Topping-off celebration marks an exciting new phase of construction at GBC’s Limberlost Place
We celebrated a construction milestone at our mass-timber building, Limberlost Place, as the project moves into an exciting new phase.
George Brown College (GBC) community members, donors, partners and friends attended a topping-off ceremony on August 9 on the main floor of the new building to mark the completion of the structural elements. The celebration then continued next door with a reception at the Daphne Cockwell Centre for Health Sciences.
Stacey LaForme, Chief of the Mississaugas of the Credit First Nation, PCL District Manager Myke Badry, design team leads Carol Phillips of Moriyama Teshima Architects and Russell Acton of Acton Ostry Architects, and a number of our generous donors were among those who attended the celebration.
Topping-off ceremonies are a construction industry tradition that mark the installation or raising of a building's highest structural element.
On behalf of the college community, GBC President Dr. Gervan Fearon expressed gratitude to everyone who helped make “this dream a reality.” The building reflects how institutions can achieve and realize their commitment to sustainability through partnership and innovation, as well as listening to the aspirations of their stakeholders. For the college, this meant listening to our students and their dreams for a more sustainable future.
“I want each of you here today to know you have been very much a part of making the structure and innovation possible. It represents a contribution to the college and a legacy to future generations,” he said. “This achievement is your achievement. Each of you can be and should be very proud.”
Now that the frame is complete, a new phase of work begins inside the net-zero carbon emissions building, which will open for classes in January 2025. Limberlost Place will be the new home to the schools of Architectural Studies and Computer Technology, Mary’s Place Child Care Centre, and a state-of-the-art student fitness facility. It will also house the Brookfield Sustainability Institute (BSI), where GBC will work with government, community and industry partners to solve challenges posed by climate change.

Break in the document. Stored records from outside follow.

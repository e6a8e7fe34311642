//! High-level display information derived from a parsed EDID
//!
//! Combines base block, CTA-861 and DisplayID fields with fixed priority
//! rules. Everything here is computed once right after parsing and never
//! updated afterwards.

use crate::cta::{Eotfs, HdrStaticMetadata};
use crate::diagnostics::Diagnostics;
use crate::edid::Edid;
use crate::Result;
use serde::Serialize;
use tracing::debug;

/// Gamma implied by the sRGB default color space flag
const SRGB_GAMMA: f32 = 2.2;

/// CIE 1931 xy point
#[derive(Debug, Clone, Copy, PartialEq, Serialize)]
pub struct Cie1931Xy {
    pub x: f32,
    pub y: f32,
}

const SRGB_PRIMARIES: [Cie1931Xy; 3] = [
    Cie1931Xy { x: 0.640, y: 0.330 },
    Cie1931Xy { x: 0.300, y: 0.600 },
    Cie1931Xy { x: 0.150, y: 0.060 },
];

const D65_WHITE: Cie1931Xy = Cie1931Xy { x: 0.3127, y: 0.3290 };

#[derive(Debug, Clone, Copy, PartialEq, Serialize)]
pub struct ColorPrimaries {
    /// Red, green, blue
    pub primaries: Option<[Cie1931Xy; 3]>,
    pub default_white: Option<Cie1931Xy>,
}

/// Signal colorimetries beyond the default RGB/YCbCr ones
#[derive(Debug, Clone, Copy, PartialEq, Eq, Default, Serialize)]
pub struct SupportedSignalColorimetry {
    pub bt2020_cycc: bool,
    pub bt2020_ycc: bool,
    pub bt2020_rgb: bool,
    pub st2113_rgb: bool,
    pub ictcp: bool,
}

#[derive(Debug, Clone, PartialEq, Serialize)]
pub struct DerivedInfo {
    /// PNP manufacturer ID
    pub make: Option<String>,
    pub model: Option<String>,
    pub serial: Option<String>,
    pub default_gamma: Option<f32>,
    pub default_color_primaries: ColorPrimaries,
    pub hdr_static_metadata: HdrStaticMetadata,
    pub supported_signal_colorimetry: SupportedSignalColorimetry,
}

impl DerivedInfo {
    pub fn compute(edid: &Edid) -> Self {
        Self {
            make: make(edid),
            model: model(edid),
            serial: serial(edid),
            default_gamma: default_gamma(edid),
            default_color_primaries: default_color_primaries(edid),
            hdr_static_metadata: hdr_static_metadata(edid),
            supported_signal_colorimetry: supported_signal_colorimetry(edid),
        }
    }
}

/// A parsed EDID with its derived information and the problems found on
/// the way
#[derive(Debug, Clone, PartialEq, Serialize)]
pub struct Info {
    pub edid: Edid,
    pub diagnostics: Diagnostics,
    pub derived: DerivedInfo,
}

impl Info {
    /// Diagnostics in the "Block N, section:" layout, `None` when the EDID
    /// decoded cleanly
    pub fn failure_msg(&self) -> Option<String> {
        if self.diagnostics.is_empty() {
            None
        } else {
            Some(self.diagnostics.to_string())
        }
    }
}

/// Decode an EDID blob and derive display information from it.
///
/// On a fatal error no partial result is returned.
pub fn parse(bytes: &[u8]) -> Result<Info> {
    let mut diagnostics = Diagnostics::new();
    let edid = Edid::parse(bytes, &mut diagnostics)?;
    let derived = DerivedInfo::compute(&edid);
    debug!(
        diagnostics = diagnostics.len(),
        make = ?derived.make,
        model = ?derived.model,
        "Derived display info"
    );
    Ok(Info {
        edid,
        diagnostics,
        derived,
    })
}

fn make(edid: &Edid) -> Option<String> {
    let manufacturer = &edid.vendor_product.manufacturer;
    manufacturer
        .chars()
        .all(|c| c.is_ascii_uppercase())
        .then(|| manufacturer.clone())
}

fn model(edid: &Edid) -> Option<String> {
    match edid.product_name() {
        Some(name) if !name.is_empty() => Some(name.to_string()),
        _ => Some(format!("0x{:04X}", edid.vendor_product.product)),
    }
}

fn serial(edid: &Edid) -> Option<String> {
    match edid.product_serial() {
        Some(s) if !s.is_empty() => Some(s.to_string()),
        _ => match edid.vendor_product.serial {
            0 => None,
            n => Some(format!("0x{:08X}", n)),
        },
    }
}

/// DisplayID display parameters, then the sRGB flag, then the base block
fn default_gamma(edid: &Edid) -> Option<f32> {
    let displayid_gamma = edid
        .displayid_extensions()
        .filter_map(|d| d.display_params())
        .find_map(|p| p.gamma);
    if displayid_gamma.is_some() {
        return displayid_gamma;
    }
    if edid.misc_features.srgb_is_primary {
        return Some(SRGB_GAMMA);
    }
    edid.basic_gamma
}

fn default_color_primaries(edid: &Edid) -> ColorPrimaries {
    if edid.misc_features.srgb_is_primary {
        return ColorPrimaries {
            primaries: Some(SRGB_PRIMARIES),
            default_white: Some(D65_WHITE),
        };
    }

    let c = &edid.chromaticity;
    let coords = [c.red_x, c.red_y, c.green_x, c.green_y, c.blue_x, c.blue_y];
    let primaries = coords.iter().all(|&v| v > 0.0).then(|| {
        [
            Cie1931Xy { x: c.red_x, y: c.red_y },
            Cie1931Xy { x: c.green_x, y: c.green_y },
            Cie1931Xy { x: c.blue_x, y: c.blue_y },
        ]
    });
    let default_white = (c.white_x > 0.0 && c.white_y > 0.0).then(|| Cie1931Xy {
        x: c.white_x,
        y: c.white_y,
    });
    ColorPrimaries {
        primaries,
        default_white,
    }
}

fn sdr_only() -> HdrStaticMetadata {
    HdrStaticMetadata {
        eotfs: Eotfs {
            traditional_sdr: true,
            ..Eotfs::default()
        },
        type1: false,
        desired_content_max_luminance: None,
        desired_content_max_frame_avg_luminance: None,
        desired_content_min_luminance: None,
    }
}

fn hdr_static_metadata(edid: &Edid) -> HdrStaticMetadata {
    edid.cta_extensions()
        .find_map(|cta| cta.hdr_static_metadata())
        .cloned()
        .unwrap_or_else(sdr_only)
}

fn supported_signal_colorimetry(edid: &Edid) -> SupportedSignalColorimetry {
    match edid.cta_extensions().find_map(|cta| cta.colorimetry()) {
        Some(c) => SupportedSignalColorimetry {
            bt2020_cycc: c.bt2020_cycc,
            bt2020_ycc: c.bt2020_ycc,
            bt2020_rgb: c.bt2020_rgb,
            st2113_rgb: c.st2113_rgb,
            ictcp: c.ictcp,
        },
        None => SupportedSignalColorimetry::default(),
    }
}

#[cfg(test)]
mod tests {
    use super::*;
    use crate::edid::{EDID_BLOCK_SIZE, EDID_HEADER};
    use crate::extension::{Extension, ExtensionTag};
    use crate::testutil::{cta_block, displayid_block, finish_block, text_descriptor, BaseBlockBuilder};
    use crate::Error;

    fn display_params_block(gamma: u8) -> Vec<u8> {
        vec![
            0x01, 0x00, 12, 0x4C, 0x17, 0x2C, 0x0D, 0x00, 0x0F, 0x70, 0x08, 0x10, gamma, 0x4E,
            0x77,
        ]
    }

    #[test]
    fn test_identity_round_trip() {
        let info = parse(&BaseBlockBuilder::new().build()).unwrap();
        assert_eq!(info.edid.vendor_product.manufacturer, "ACM");
        assert_eq!(info.edid.vendor_product.product, 0x1234);
        assert_eq!(info.derived.make.as_deref(), Some("ACM"));
        assert_eq!(info.derived.model.as_deref(), Some("ACME Display"));
        assert_eq!(info.derived.serial, None);
        assert_eq!(info.failure_msg(), None);
    }

    #[test]
    fn test_model_and_serial_fallbacks() {
        let data = BaseBlockBuilder::new()
            .serial(0xDEAD_BEEF)
            .descriptor(1, text_descriptor(0xFE, "rev B"))
            .build();
        let info = parse(&data).unwrap();
        assert_eq!(info.derived.model.as_deref(), Some("0x1234"));
        assert_eq!(info.derived.serial.as_deref(), Some("0xDEADBEEF"));

        let data = BaseBlockBuilder::new()
            .serial(0xDEAD_BEEF)
            .descriptor(3, text_descriptor(0xFF, "SN12345"))
            .build();
        let info = parse(&data).unwrap();
        assert_eq!(info.derived.serial.as_deref(), Some("SN12345"));
    }

    #[test]
    fn test_srgb_flag_overrides_zero_chromaticity() {
        let data = BaseBlockBuilder::new()
            .features(0x06)
            .chromaticity([0; 10])
            .build();
        let p = parse(&data).unwrap().derived.default_color_primaries;
        assert_eq!(p.primaries, Some(SRGB_PRIMARIES));
        assert_eq!(p.default_white, Some(D65_WHITE));
    }

    #[test]
    fn test_zero_chromaticity_has_no_primaries() {
        let data = BaseBlockBuilder::new()
            .features(0x02)
            .chromaticity([0; 10])
            .build();
        let p = parse(&data).unwrap().derived.default_color_primaries;
        assert_eq!(p.primaries, None);
        assert_eq!(p.default_white, None);
    }

    #[test]
    fn test_stored_chromaticity_without_srgb_flag() {
        let data = BaseBlockBuilder::new().features(0x02).build();
        let p = parse(&data).unwrap().derived.default_color_primaries;
        let [red, _, blue] = p.primaries.unwrap();
        assert!((red.x - 0.640).abs() < 1.0 / 1024.0);
        assert!((blue.y - 0.060).abs() < 1.0 / 1024.0);
        assert!((p.default_white.unwrap().y - 0.329).abs() < 1.0 / 1024.0);
    }

    #[test]
    fn test_gamma_priority() {
        // DisplayID gamma 2.4 beats both the sRGB flag and the base block
        let data = BaseBlockBuilder::new()
            .extension(displayid_block(&[&display_params_block(140)]))
            .build();
        let gamma = parse(&data).unwrap().derived.default_gamma.unwrap();
        assert!((gamma - 2.4).abs() < 0.001);

        // sRGB flag beats the base block value
        let data = BaseBlockBuilder::new().gamma(220).build();
        let gamma = parse(&data).unwrap().derived.default_gamma.unwrap();
        assert!((gamma - 2.2).abs() < 0.001);

        let data = BaseBlockBuilder::new().features(0x02).gamma(220).build();
        let gamma = parse(&data).unwrap().derived.default_gamma.unwrap();
        assert!((gamma - 3.2).abs() < 0.001);

        // 0xFF in DisplayID defers to the next source
        let data = BaseBlockBuilder::new()
            .features(0x02)
            .gamma(0xFF)
            .extension(displayid_block(&[&display_params_block(0xFF)]))
            .build();
        assert_eq!(parse(&data).unwrap().derived.default_gamma, None);
    }

    #[test]
    fn test_hdr_absent_is_sdr() {
        let info = parse(&BaseBlockBuilder::new().build()).unwrap();
        let hdr = info.derived.hdr_static_metadata;
        assert!(hdr.eotfs.traditional_sdr);
        assert!(!hdr.eotfs.traditional_hdr);
        assert!(!hdr.eotfs.pq);
        assert!(!hdr.eotfs.hlg);
        assert!(!hdr.type1);
        assert_eq!(hdr.desired_content_max_luminance, None);
        assert_eq!(
            info.derived.supported_signal_colorimetry,
            SupportedSignalColorimetry::default()
        );
    }

    #[test]
    fn test_hdr_and_colorimetry_from_cta() {
        let cta = cta_block(&[
            &[0xE3, 0x06, 0x0D, 0x01],
            &[0xE3, 0x05, 0xC0, 0x00],
            &[0xE3, 0x05, 0x80, 0x40],
        ]);
        let info = parse(&BaseBlockBuilder::new().extension(cta).build()).unwrap();
        let hdr = &info.derived.hdr_static_metadata;
        assert!(hdr.eotfs.pq);
        assert!(hdr.eotfs.hlg);
        assert!(hdr.type1);

        // the duplicate colorimetry block is ignored
        let c = info.derived.supported_signal_colorimetry;
        assert!(c.bt2020_ycc);
        assert!(c.bt2020_rgb);
        assert!(!c.ictcp);
        assert!(info.failure_msg().unwrap().contains("appears more than once"));
    }

    #[test]
    fn test_truncated_extension_keeps_siblings() {
        // DisplayID section header claiming 200 payload bytes
        let mut displayid = [0u8; EDID_BLOCK_SIZE];
        displayid[0] = 0x70;
        displayid[1] = 0x12;
        displayid[2] = 200;
        finish_block(&mut displayid);
        let cta = cta_block(&[&[0xE3, 0x05, 0x80, 0x00]]);

        let data = BaseBlockBuilder::new().extension(displayid).extension(cta).build();
        let info = parse(&data).unwrap();
        match &info.edid.extensions[0] {
            Extension::Opaque(raw) => assert_eq!(raw.tag, ExtensionTag::DisplayId),
            other => panic!("unexpected extension {:?}", other),
        }
        assert!(matches!(info.edid.extensions[1], Extension::Cta(_)));
        assert!(info.diagnostics.contains("Block truncated"));
        assert!(info.derived.supported_signal_colorimetry.bt2020_rgb);
    }

    #[test]
    fn test_random_base_blocks_never_fatal() {
        let mut state: u64 = 0x9E37_79B9_7F4A_7C15;
        let mut next = move || {
            state ^= state << 13;
            state ^= state >> 7;
            state ^= state << 17;
            state
        };

        for i in 0..20_000 {
            let mut block = [0u8; EDID_BLOCK_SIZE];
            block[..8].copy_from_slice(&EDID_HEADER);
            for b in &mut block[8..126] {
                *b = next() as u8;
            }
            block[0x7E] = 0;
            if i % 2 == 0 {
                finish_block(&mut block);
            } else {
                block[0x7F] = next() as u8;
            }

            if let Err(e) = parse(&block) {
                panic!("block {} failed with {:?}: {:02x?}", i, e, block);
            }
        }
    }

    #[test]
    fn test_fatal_error_returns_nothing() {
        let mut data = BaseBlockBuilder::new().build();
        data[1] = 0x00;
        assert!(matches!(parse(&data), Err(Error::InvalidHeader)));
    }
}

The building design has earned several honours in Canada and around the world, including the Royal Architectural Institute of Canada’s 2023 Research and Innovation award.
Learn more about the project at georgebrown.ca/limberlost.
Exciting innovation in mass-timber building
We broke ground on Limberlost Place in December 2021. The 10-storey structure, built using Canadian-sourced mass-timber components, was designed by the team of Moriyama Teshima Architects and Acton Ostry Architects. PCL is our construction partner.
“Limberlost Place sets a new standard for green building and specifically mass-timber construction, and today’s topping-off ceremony marks a significant milestone,” said Limberlost Place Project Director Nerys Rau. “We are immensely proud of the progress made so far on this stunning example of climate-resilient construction that raises the bar when it comes to both design and function.”
The structure contains extraordinary elements, including a mass-timber pedestrian bridge on the fifth floor, connecting it to the Daphne Cockwell Centre for Health Sciences, and the largest wood column of its kind in North America (and possibly the world). And soon, crews will start installing and assembling the elements that promote well-being, the adaptable use of space, and energy efficiency at Limberlost Place. These elements include the passive ventilation system powered by solar chimneys, rooftop photovoltaics, a deep-water cooling system, and flexible design components that maximize access to natural light and fresh air.
How GBC donors helped make an incredible design idea a reality
This incredible building has taken shape thanks to the generosity of George Brown College donors, including Canadian businessman and philanthropist Jack Cockwell, whose $10-million gift is helping us raise the bar for sustainable construction. That gift was in addition to an $8-million donation he made to the college in 2015.
The Jackman Foundation donated $750,000 to support Limberlost Place. In recognition of the gift, the child care space at Limberlost Place that will serve the community will be named Mary's Place in memory of Dr. Eric Jackman's mother.
"Without your help, Limberlost Place would simply not have been possible,” Chris Campbell, a George Brown College Foundation Board of Directors member and Director of Equity, Diversity, and Inclusion at Carpenters’ District Council of Ontario, told the group gathered for the event. “And as we all know, for the future of our community, our city and our planet, Limberlost Place and everything it represents is essential. Together we are proving that building new net-zero heavy timber buildings in which we can live, work, and study is not only possible but essential.”